Crontab Explainer
Paste any cron expression and get a plain-English explanation, a field-by-field breakdown, and the next 10 scheduled run times. Supports the standard 5-field syntax used by Unix/Linux cron, AWS CloudWatch Events, GitHub Actions, Kubernetes CronJobs, and most scheduling systems.
Why Cron Is Hard to Read
Cron compresses a calendar's worth of meaning into five fields and a handful of operators. 0 9 * * 1-5 is every weekday at 9 AM. */15 * * * * is every 15 minutes. 0 0 1 */2 * is midnight on the 1st of every other month. The problem isn't that the rules are complicated — it's that they're so dense that even people who write cron expressions weekly will pause to second-guess one. Reading it back in English is faster than mentally re-parsing the punctuation.
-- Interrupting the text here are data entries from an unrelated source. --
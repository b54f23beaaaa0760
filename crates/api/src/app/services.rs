//! Service wiring.
//!
//! One store instance backs every port; which backend is built depends on
//! configuration (Postgres when `DATABASE_URL` is set, otherwise in-memory
//! for dev/test).

use std::sync::Arc;

use rand::{Rng, distributions::Alphanumeric};

use tribunal_auth::{Argon2Hasher, CredentialService, PasswordHasher};
use tribunal_catalog::{TemplateCatalog, TemplateStore};
use tribunal_directory::{Directory, OrganisationStore, PrincipalStore};
use tribunal_registry::{AppealStore, CaseRegistry, ResponseProcessor, ResponseStore};
use tribunal_storage::{MemoryStore, PostgresStore};

use crate::config::AppConfig;
use crate::oauth::{DiscordProvider, IdentityProvider};

pub struct AppServices {
    pub credentials: Arc<CredentialService>,
    pub directory: Arc<Directory>,
    pub catalog: Arc<TemplateCatalog>,
    pub registry: Arc<CaseRegistry>,
    pub processor: Arc<ResponseProcessor>,
    pub identity: Option<Arc<dyn IdentityProvider>>,
    /// Anti-forgery state for the OAuth redirect round-trip, minted once
    /// per process.
    pub oauth_state: String,
}

pub async fn build_services(config: &AppConfig) -> anyhow::Result<AppServices> {
    match &config.database_url {
        Some(url) => {
            let store = Arc::new(PostgresStore::connect(url).await?);
            store.migrate().await?;
            tracing::info!("storage: postgres");
            Ok(wire(store, config))
        }
        None => {
            tracing::info!("storage: in-memory (set DATABASE_URL for persistence)");
            Ok(wire(Arc::new(MemoryStore::new()), config))
        }
    }
}

fn wire<S>(store: Arc<S>, config: &AppConfig) -> AppServices
where
    S: PrincipalStore + OrganisationStore + TemplateStore + AppealStore + ResponseStore + 'static,
{
    let principals: Arc<dyn PrincipalStore> = store.clone();
    let organisations: Arc<dyn OrganisationStore> = store.clone();
    let templates: Arc<dyn TemplateStore> = store.clone();
    let appeals: Arc<dyn AppealStore> = store.clone();
    let responses: Arc<dyn ResponseStore> = store;

    let hasher: Arc<dyn PasswordHasher> = Arc::new(Argon2Hasher);

    let credentials = Arc::new(CredentialService::new(config.token.clone()));
    let directory = Arc::new(Directory::new(
        principals.clone(),
        organisations.clone(),
        hasher,
    ));
    let catalog = Arc::new(TemplateCatalog::new(
        templates.clone(),
        organisations.clone(),
        principals.clone(),
    ));
    let registry = Arc::new(CaseRegistry::new(
        appeals.clone(),
        organisations,
        templates,
    ));
    let processor = Arc::new(ResponseProcessor::new(appeals, responses));

    let identity = config
        .discord
        .clone()
        .map(|d| Arc::new(DiscordProvider::new(d)) as Arc<dyn IdentityProvider>);

    let oauth_state: String = rand::thread_rng()
        .sample_iter(&Alphanumeric)
        .take(32)
        .map(char::from)
        .collect();

    AppServices {
        credentials,
        directory,
        catalog,
        registry,
        processor,
        identity,
        oauth_state,
    }
}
The other reliable foot-gun is day-of-month and day-of-week interacting. In standard cron, if both fields are restricted (neither is *), the schedule fires when either condition matches — not both. 0 0 13 * 5 runs at midnight on the 13th and also every Friday, not just on Friday the 13th. The explainer surfaces this so you don't ship a calendar bug to production.
How It Works
The parser splits the expression on whitespace, validates each field against its allowed range, expands operators (* every, / step, - range, , list), and generates a human-language description. The next-run calculator walks forward from now in 1-minute increments, checking each candidate timestamp against every field, and stops at 10 matches. All timezone math uses the browser's local zone — if your server runs UTC and you're in PT, mentally offset by the difference, or temporarily change your system clock to verify.
Common Use Cases
Debugging a scheduled job that's firing at the wrong time. Reviewing a teammate's Terraform or Helm config before merging. Translating a cron one-liner from a curl command or shell script into something a non-engineer stakeholder can read. Sanity-checking a backup window before flipping the rollout. Or just refreshing your memory on whether * * * * * means every minute (it does).
How We Compare
Crontab.guru is the best-known explainer and a great tool — it's been the de facto cron Rosetta Stone for years. This tool covers the same standard 5-field grammar and adds inline links to the rest of the UDT toolkit so a cron line in a script flows into the related developer utilities. Both run in the browser; neither uploads. If your cron flavor uses six fields (seconds first) like Quartz or AWS EventBridge, those use extended syntaxes this tool doesn't handle — drop the seconds and the explainer covers the remaining five fields correctly.